__WHAT THE EXERCISE ASKS__
What lines in the data below mention the string "that"? Copy them out.

(EXERCISE DATA Opens)

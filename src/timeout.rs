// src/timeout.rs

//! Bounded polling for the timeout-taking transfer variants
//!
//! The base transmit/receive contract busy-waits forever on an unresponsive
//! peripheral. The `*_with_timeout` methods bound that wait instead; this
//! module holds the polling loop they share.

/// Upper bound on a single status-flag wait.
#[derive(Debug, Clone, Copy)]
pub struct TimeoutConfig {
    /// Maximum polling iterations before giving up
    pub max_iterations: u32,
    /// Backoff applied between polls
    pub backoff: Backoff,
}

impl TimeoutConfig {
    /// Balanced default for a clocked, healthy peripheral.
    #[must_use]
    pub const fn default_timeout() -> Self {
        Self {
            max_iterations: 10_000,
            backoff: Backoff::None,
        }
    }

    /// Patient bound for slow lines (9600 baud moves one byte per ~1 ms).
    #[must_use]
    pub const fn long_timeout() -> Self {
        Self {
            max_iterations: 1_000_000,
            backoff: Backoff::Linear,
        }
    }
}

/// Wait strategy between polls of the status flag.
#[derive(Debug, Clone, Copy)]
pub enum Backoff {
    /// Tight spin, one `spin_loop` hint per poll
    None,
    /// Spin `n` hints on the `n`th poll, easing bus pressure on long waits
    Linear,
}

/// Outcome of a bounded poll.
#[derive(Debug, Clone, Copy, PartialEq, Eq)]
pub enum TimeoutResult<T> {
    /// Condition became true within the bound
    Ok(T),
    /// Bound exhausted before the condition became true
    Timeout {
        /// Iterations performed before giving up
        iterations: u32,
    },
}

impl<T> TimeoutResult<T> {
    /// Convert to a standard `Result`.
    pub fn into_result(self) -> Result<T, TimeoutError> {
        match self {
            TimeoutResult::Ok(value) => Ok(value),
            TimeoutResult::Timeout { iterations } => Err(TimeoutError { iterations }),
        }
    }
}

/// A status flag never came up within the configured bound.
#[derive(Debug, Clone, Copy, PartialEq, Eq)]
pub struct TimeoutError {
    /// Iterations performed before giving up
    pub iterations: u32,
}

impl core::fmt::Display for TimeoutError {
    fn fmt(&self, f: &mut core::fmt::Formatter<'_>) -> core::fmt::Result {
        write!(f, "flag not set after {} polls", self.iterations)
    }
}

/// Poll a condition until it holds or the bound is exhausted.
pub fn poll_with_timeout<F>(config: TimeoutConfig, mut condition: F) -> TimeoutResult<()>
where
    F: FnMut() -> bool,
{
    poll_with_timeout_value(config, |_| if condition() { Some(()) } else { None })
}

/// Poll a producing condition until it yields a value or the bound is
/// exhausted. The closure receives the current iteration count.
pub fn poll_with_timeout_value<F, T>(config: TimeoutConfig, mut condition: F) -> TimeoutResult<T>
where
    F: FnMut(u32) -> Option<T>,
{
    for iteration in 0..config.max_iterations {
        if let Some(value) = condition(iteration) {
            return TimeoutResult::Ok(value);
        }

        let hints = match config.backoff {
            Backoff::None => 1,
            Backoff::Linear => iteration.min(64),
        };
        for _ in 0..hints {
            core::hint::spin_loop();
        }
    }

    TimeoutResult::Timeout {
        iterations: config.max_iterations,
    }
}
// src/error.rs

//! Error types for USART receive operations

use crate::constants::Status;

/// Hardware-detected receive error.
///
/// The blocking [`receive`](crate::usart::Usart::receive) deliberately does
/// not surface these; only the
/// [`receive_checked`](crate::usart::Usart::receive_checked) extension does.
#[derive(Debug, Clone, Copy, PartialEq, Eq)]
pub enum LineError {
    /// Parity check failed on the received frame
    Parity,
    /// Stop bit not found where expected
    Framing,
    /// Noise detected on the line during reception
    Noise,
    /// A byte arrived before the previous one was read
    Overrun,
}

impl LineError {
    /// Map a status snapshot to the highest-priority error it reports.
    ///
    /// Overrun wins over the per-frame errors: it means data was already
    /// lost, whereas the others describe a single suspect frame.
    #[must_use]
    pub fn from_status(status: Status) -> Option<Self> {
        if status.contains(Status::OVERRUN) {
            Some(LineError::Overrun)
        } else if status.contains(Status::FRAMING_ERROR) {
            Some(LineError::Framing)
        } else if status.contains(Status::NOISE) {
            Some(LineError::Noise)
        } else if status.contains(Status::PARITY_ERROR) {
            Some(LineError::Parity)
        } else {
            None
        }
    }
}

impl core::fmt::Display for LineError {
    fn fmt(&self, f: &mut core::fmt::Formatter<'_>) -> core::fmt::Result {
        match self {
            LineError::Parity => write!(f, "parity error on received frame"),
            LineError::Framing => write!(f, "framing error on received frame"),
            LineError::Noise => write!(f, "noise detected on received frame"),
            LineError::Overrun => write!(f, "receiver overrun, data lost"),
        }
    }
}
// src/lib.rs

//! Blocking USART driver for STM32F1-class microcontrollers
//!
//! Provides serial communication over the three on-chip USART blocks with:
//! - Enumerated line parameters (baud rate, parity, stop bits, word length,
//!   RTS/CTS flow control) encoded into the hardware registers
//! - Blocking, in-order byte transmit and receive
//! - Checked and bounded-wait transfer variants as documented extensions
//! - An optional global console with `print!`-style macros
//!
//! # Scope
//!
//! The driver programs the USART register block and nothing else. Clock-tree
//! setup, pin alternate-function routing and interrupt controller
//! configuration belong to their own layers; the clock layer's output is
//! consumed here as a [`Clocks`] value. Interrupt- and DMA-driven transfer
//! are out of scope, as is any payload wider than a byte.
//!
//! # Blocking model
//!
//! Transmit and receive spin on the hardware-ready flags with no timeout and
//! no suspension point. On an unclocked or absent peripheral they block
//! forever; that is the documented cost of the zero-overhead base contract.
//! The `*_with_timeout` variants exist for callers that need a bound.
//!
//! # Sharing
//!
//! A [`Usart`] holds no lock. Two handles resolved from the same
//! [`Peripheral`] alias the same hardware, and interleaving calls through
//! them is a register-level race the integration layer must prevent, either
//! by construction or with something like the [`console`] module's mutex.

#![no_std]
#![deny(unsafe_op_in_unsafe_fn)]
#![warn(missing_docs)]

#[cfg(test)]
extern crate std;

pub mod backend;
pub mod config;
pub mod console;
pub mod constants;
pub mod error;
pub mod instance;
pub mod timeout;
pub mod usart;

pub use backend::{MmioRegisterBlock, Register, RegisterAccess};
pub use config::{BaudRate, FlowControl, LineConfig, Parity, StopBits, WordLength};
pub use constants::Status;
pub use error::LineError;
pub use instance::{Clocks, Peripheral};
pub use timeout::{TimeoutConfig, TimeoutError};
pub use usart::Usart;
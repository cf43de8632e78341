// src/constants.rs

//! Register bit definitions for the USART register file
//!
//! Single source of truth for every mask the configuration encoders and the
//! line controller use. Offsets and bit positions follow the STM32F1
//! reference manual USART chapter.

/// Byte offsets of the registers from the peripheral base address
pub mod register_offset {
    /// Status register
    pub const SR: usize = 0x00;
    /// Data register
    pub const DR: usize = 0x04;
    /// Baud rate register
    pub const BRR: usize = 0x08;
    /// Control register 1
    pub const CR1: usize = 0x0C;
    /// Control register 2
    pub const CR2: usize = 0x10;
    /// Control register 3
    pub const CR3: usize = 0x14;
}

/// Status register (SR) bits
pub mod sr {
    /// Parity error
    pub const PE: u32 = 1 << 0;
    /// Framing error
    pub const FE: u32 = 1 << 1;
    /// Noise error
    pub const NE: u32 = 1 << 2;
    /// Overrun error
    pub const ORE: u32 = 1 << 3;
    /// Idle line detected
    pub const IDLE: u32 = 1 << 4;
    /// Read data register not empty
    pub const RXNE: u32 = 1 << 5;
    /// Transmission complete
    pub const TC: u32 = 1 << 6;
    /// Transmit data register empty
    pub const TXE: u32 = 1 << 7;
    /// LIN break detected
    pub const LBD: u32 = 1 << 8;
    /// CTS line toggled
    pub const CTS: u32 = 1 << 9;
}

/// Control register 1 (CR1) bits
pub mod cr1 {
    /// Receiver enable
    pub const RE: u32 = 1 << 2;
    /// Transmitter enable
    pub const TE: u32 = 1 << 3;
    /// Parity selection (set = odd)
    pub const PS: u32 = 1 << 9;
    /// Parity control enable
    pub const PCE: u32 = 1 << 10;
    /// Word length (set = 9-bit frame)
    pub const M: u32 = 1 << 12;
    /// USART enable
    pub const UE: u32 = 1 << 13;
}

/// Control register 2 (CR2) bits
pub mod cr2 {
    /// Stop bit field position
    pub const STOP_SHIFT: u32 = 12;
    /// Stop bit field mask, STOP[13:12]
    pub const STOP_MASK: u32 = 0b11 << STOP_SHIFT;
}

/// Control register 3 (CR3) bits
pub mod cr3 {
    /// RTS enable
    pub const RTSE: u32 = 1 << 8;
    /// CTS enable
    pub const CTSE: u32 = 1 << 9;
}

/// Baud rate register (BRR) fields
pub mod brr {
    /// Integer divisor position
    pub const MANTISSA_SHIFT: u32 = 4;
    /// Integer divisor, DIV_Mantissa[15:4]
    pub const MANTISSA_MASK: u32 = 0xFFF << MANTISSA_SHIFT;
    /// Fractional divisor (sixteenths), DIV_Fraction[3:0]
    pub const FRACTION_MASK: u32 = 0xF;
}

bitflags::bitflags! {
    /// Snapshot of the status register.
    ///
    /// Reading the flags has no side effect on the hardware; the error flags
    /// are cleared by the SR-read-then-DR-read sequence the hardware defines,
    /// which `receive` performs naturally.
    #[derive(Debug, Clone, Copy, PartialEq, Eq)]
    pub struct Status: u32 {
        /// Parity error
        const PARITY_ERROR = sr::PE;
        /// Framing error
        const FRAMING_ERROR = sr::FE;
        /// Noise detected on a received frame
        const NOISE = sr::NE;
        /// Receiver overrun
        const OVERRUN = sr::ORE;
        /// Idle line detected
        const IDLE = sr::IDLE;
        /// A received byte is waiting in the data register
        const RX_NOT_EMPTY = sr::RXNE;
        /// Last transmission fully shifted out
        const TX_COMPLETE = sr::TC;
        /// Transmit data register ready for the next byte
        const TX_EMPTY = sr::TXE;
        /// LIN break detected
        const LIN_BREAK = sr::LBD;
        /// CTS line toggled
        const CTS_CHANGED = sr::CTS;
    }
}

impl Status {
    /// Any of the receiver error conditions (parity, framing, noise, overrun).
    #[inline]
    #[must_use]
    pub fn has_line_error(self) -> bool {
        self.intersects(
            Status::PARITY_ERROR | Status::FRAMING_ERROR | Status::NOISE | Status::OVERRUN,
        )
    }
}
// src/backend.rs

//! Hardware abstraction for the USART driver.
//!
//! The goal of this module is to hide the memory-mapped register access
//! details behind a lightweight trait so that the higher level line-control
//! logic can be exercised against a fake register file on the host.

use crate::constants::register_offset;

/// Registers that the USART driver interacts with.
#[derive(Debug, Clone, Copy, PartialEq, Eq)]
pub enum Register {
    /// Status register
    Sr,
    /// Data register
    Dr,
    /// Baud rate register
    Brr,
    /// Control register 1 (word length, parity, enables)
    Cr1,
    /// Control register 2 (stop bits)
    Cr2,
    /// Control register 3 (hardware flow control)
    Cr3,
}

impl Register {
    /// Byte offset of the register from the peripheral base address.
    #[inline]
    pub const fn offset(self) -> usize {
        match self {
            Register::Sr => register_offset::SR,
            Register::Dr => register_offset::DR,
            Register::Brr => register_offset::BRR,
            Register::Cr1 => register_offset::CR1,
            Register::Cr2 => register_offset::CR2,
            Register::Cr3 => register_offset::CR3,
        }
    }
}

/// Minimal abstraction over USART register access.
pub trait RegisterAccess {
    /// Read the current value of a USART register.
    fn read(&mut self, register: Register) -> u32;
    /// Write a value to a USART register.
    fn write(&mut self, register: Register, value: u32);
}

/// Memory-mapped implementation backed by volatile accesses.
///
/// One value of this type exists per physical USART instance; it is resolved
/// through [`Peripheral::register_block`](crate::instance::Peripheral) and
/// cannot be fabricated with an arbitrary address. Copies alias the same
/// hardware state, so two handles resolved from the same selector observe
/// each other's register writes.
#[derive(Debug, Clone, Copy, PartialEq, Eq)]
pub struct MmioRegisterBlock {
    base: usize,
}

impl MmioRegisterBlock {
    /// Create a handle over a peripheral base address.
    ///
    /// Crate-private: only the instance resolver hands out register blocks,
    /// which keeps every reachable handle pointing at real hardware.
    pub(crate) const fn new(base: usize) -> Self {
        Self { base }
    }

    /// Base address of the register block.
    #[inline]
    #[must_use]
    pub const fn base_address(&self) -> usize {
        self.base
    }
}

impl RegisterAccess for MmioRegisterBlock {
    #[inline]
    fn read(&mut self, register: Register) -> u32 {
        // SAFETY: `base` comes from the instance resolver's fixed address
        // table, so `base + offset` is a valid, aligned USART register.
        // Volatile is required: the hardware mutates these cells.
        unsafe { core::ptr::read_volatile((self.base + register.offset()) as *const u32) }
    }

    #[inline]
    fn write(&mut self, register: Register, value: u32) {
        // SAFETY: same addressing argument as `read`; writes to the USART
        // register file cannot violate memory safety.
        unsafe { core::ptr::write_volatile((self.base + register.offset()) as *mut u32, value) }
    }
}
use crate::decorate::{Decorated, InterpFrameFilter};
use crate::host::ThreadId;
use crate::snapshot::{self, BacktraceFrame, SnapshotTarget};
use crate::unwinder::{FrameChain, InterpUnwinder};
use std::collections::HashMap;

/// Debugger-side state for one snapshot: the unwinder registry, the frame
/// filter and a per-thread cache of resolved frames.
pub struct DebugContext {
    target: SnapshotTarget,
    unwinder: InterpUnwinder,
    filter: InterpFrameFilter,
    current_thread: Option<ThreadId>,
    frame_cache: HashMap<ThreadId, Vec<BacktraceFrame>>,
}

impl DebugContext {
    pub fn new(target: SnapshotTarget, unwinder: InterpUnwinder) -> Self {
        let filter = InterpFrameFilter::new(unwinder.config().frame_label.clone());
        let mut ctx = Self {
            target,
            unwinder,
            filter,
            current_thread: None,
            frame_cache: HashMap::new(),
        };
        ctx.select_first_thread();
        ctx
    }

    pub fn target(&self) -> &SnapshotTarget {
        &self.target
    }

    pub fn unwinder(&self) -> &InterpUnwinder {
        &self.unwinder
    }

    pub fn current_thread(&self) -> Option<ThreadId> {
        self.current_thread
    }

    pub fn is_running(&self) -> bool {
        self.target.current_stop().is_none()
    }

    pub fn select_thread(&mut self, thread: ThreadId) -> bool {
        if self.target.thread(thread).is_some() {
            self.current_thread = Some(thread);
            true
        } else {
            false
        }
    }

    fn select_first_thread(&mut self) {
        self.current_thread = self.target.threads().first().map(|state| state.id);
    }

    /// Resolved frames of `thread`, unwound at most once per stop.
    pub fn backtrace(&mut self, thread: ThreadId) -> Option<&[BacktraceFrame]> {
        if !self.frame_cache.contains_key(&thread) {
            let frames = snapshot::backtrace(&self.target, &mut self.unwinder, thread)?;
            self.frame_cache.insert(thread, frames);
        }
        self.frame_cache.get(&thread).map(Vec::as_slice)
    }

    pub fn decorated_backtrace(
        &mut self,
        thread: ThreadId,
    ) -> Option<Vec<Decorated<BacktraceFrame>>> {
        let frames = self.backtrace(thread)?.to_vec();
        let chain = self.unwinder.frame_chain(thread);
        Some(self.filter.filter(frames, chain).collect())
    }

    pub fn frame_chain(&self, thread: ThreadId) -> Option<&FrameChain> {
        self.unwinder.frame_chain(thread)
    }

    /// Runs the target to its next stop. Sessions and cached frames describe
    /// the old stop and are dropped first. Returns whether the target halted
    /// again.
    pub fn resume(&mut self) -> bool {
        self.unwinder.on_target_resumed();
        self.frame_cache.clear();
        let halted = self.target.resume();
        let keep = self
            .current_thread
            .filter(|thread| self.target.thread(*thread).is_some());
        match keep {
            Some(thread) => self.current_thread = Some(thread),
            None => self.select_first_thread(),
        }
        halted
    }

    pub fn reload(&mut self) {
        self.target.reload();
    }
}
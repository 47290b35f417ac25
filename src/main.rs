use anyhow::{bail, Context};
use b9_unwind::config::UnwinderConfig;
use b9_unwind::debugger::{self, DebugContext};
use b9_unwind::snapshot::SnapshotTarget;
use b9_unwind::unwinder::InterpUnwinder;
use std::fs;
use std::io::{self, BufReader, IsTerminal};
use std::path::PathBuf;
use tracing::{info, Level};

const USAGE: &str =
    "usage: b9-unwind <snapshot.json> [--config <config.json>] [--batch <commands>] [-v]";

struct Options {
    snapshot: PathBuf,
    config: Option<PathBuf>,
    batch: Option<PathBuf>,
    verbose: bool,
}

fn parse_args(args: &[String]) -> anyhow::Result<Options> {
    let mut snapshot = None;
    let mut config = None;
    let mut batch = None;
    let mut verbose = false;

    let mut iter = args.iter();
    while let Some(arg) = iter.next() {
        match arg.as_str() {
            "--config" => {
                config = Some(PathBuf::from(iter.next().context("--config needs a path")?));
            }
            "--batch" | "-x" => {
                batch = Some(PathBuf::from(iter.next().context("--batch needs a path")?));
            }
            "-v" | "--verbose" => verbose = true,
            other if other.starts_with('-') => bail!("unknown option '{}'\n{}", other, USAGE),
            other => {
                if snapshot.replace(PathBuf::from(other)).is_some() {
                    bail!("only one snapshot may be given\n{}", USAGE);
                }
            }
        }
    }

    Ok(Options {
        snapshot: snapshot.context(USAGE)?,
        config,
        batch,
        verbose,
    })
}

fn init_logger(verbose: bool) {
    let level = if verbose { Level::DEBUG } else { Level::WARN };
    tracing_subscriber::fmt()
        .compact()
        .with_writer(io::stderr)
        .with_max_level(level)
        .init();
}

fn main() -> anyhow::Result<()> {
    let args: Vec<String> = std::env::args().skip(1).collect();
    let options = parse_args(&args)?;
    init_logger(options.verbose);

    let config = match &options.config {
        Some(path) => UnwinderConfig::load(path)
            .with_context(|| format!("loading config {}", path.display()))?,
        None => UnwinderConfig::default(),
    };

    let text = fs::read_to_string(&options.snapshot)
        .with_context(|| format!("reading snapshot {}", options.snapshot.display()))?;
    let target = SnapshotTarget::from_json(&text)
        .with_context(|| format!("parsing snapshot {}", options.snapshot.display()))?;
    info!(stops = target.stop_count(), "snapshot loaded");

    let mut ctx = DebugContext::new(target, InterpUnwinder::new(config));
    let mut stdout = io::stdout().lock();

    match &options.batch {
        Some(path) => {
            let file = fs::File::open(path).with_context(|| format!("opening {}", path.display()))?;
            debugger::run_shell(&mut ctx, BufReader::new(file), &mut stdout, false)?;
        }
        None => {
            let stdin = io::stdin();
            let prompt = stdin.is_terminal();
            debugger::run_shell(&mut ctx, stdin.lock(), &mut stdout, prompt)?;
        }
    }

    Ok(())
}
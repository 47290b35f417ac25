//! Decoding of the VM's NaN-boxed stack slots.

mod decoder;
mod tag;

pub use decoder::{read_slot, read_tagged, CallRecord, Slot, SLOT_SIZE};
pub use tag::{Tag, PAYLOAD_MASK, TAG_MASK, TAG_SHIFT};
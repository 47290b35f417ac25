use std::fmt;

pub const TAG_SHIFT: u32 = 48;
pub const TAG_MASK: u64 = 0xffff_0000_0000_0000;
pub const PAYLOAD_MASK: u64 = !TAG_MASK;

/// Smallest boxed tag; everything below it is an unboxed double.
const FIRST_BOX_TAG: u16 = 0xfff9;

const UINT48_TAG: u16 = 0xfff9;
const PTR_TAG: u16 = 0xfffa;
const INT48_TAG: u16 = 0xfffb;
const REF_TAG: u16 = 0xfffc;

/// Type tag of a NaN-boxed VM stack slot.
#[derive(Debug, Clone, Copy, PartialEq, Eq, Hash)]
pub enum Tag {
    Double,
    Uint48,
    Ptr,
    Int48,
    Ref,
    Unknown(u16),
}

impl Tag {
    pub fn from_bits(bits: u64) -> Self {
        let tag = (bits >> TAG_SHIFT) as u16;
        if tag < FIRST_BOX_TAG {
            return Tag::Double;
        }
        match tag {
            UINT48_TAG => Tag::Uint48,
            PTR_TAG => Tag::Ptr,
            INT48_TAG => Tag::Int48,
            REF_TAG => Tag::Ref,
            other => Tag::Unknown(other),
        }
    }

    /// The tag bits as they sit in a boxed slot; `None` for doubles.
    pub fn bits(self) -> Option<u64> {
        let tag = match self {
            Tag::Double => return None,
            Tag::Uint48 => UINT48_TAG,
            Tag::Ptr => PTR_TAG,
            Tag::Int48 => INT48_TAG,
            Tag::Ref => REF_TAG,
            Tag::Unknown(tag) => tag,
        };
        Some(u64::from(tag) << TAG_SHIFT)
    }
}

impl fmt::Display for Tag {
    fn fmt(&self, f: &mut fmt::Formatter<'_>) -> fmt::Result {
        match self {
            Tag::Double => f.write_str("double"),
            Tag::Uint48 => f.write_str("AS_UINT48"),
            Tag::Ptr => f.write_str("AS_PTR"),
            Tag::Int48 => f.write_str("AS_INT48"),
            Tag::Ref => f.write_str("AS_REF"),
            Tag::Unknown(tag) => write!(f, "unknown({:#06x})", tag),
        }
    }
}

(EXERCISE DATA Closes)

__OUTPUT FOR THIS TASK__
//! peripheral. The `*_with_timeout` methods bound that wait instead; this
//! forever; that is the documented cost of the zero-overhead base contract.
//! The `*_with_timeout` variants exist for callers that need a bound.
//! details behind a lightweight trait so that the higher level line-control
/// Registers that the USART driver interacts with.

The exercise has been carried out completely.